One year, 530,000 deaths, 29 million cases, and 78 million lost jobs into the COVID-19 crisis, America's billionaires have made so much money they could fund two-thirds of President Biden's American Rescue Plan (ARP) just with their pandemic profits. As the President plans to address the nation tonight on the first anniversary of the pandemic, many suffering Americans would be shocked to learn what a different year it's been for the richest of the rich.
Using the jump in their wealth since last March, three men alone--Jeff Bezos, Elon Musk and Mark Zuckerberg--could foot the nearly $250 billion cost for supplemental unemployment benefits contained in the ARP that will pay millions of jobless Americans $300 a week for the next six months. [Below see a chart of ARP's components and a table of the top 15 billionaires.]

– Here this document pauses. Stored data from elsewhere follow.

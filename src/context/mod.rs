//! Per-request context handed to route handlers and hooks.
//!
//! A [`Context`] bundles the parsed request, a [`ResponseHandle`] for extra
//! response headers, the path [`Parameters`] captured by the matcher, and the
//! application state the [`Router`](crate::router::Router) was built with.

use std::sync::{Arc, Mutex, PoisonError};

use crate::Request;
use crate::http::Headers;

/// Path parameters extracted from the matched route.
///
/// Keeps the order in which the matcher recorded them. Recording a name a
/// second time overwrites the value in its original position, so
/// `/:id/:id` against `/a/b` yields a single `id = "b"`.
#[derive(Default, Debug, Clone, PartialEq, Eq)]
pub struct Parameters {
    entries: Vec<(String, String)>,
}

impl Parameters {
    pub fn new() -> Self {
        Self::default()
    }

    /// Record `value` under `name`, overwriting an earlier value in place.
    pub fn insert(&mut self, name: impl Into<String>, value: impl Into<String>) {
        let name = name.into();
        let value = value.into();
        match self.entries.iter_mut().find(|(k, _)| *k == name) {
            Some((_, slot)) => *slot = value,
            None => self.entries.push((name, value)),
        }
    }

    pub fn get(&self, name: &str) -> Option<&str> {
        self.entries
            .iter()
            .find(|(k, _)| k == name)
            .map(|(_, v)| v.as_str())
    }

    pub fn len(&self) -> usize {
        self.entries.len()
    }

    pub fn is_empty(&self) -> bool {
        self.entries.is_empty()
    }

    /// Iterate `(name, value)` pairs in extraction order.
    pub fn iter(&self) -> impl Iterator<Item = (&str, &str)> {
        self.entries.iter().map(|(k, v)| (k.as_str(), v.as_str()))
    }
}

/// Sink for response headers a handler wants to add.
///
/// The dispatcher owns the actual response; it drains this handle after the
/// handler returns. Headers set here never reach cached replays, and the
/// route's declared content type overrides any `content-type` set here.
#[derive(Clone, Default, Debug)]
pub struct ResponseHandle {
    headers: Arc<Mutex<Headers>>,
}

impl ResponseHandle {
    pub fn new() -> Self {
        Self::default()
    }

    /// Append a header to the eventual response.
    pub fn append_header(&self, name: impl Into<String>, value: impl Into<String>) {
        self.lock().append(name, value);
    }

    /// Set a header on the eventual response, replacing earlier values.
    pub fn set_header(&self, name: impl Into<String>, value: impl Into<String>) {
        self.lock().set(name, value);
    }

    /// Take every header recorded so far, leaving the handle empty.
    pub fn take_headers(&self) -> Headers {
        std::mem::take(&mut *self.lock())
    }

    fn lock(&self) -> std::sync::MutexGuard<'_, Headers> {
        // A panicking handler can poison the lock; the headers are still usable.
        self.headers.lock().unwrap_or_else(PoisonError::into_inner)
    }
}

/// Per-request bundle passed to handlers, the not-found hook and the error hook.
pub struct Context<S> {
    request: Arc<Request>,
    response: ResponseHandle,
    params: Parameters,
    state: Arc<S>,
}

impl<S> Context<S> {
    pub fn new(
        request: Arc<Request>,
        response: ResponseHandle,
        params: Parameters,
        state: Arc<S>,
    ) -> Self {
        Self {
            request,
            response,
            params,
            state,
        }
    }

    pub fn request(&self) -> &Request {
        &self.request
    }

    pub fn response(&self) -> &ResponseHandle {
        &self.response
    }

    pub fn params(&self) -> &Parameters {
        &self.params
    }

    /// Shorthand for `self.params().get(name)`.
    pub fn param(&self, name: &str) -> Option<&str> {
        self.params.get(name)
    }

    /// The application state shared by every request.
    pub fn state(&self) -> &S {
        &self.state
    }

    /// A clone of the shared state handle, for moving into spawned work.
    pub fn state_arc(&self) -> Arc<S> {
        Arc::clone(&self.state)
    }
}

The collective net worth of the nation's 657 billionaires stood at $4.2 trillion as of Wednesday morning, March 10, 2021--up $1.3 trillion, or 44%, since the pandemic recession began about a year ago-- based on Forbes data compiled in this report by the Institute for Policy Studies (IPS) and Americans for Tax Fairness (ATF). The combined fortune of the nation's billionaires was just under $3 trillion on March 18, 2020, the rough start of the pandemic crisis.
This billionaire wealth growth represents two-thirds of the $1.9 trillion cost of Biden's pandemic rescue plan, which has been attacked by the GOP as too expensive. No Republican voted for the measure as it made its way through Congress.
There have been 43 newly minted billionaires since the beginning of the pandemic, when there were 614. As billionaire wealth soared over 78 million lost work between March 21, 2020, and Feb. 6, 2021, and 18 million were collecting unemployment on Feb. 13, 2021.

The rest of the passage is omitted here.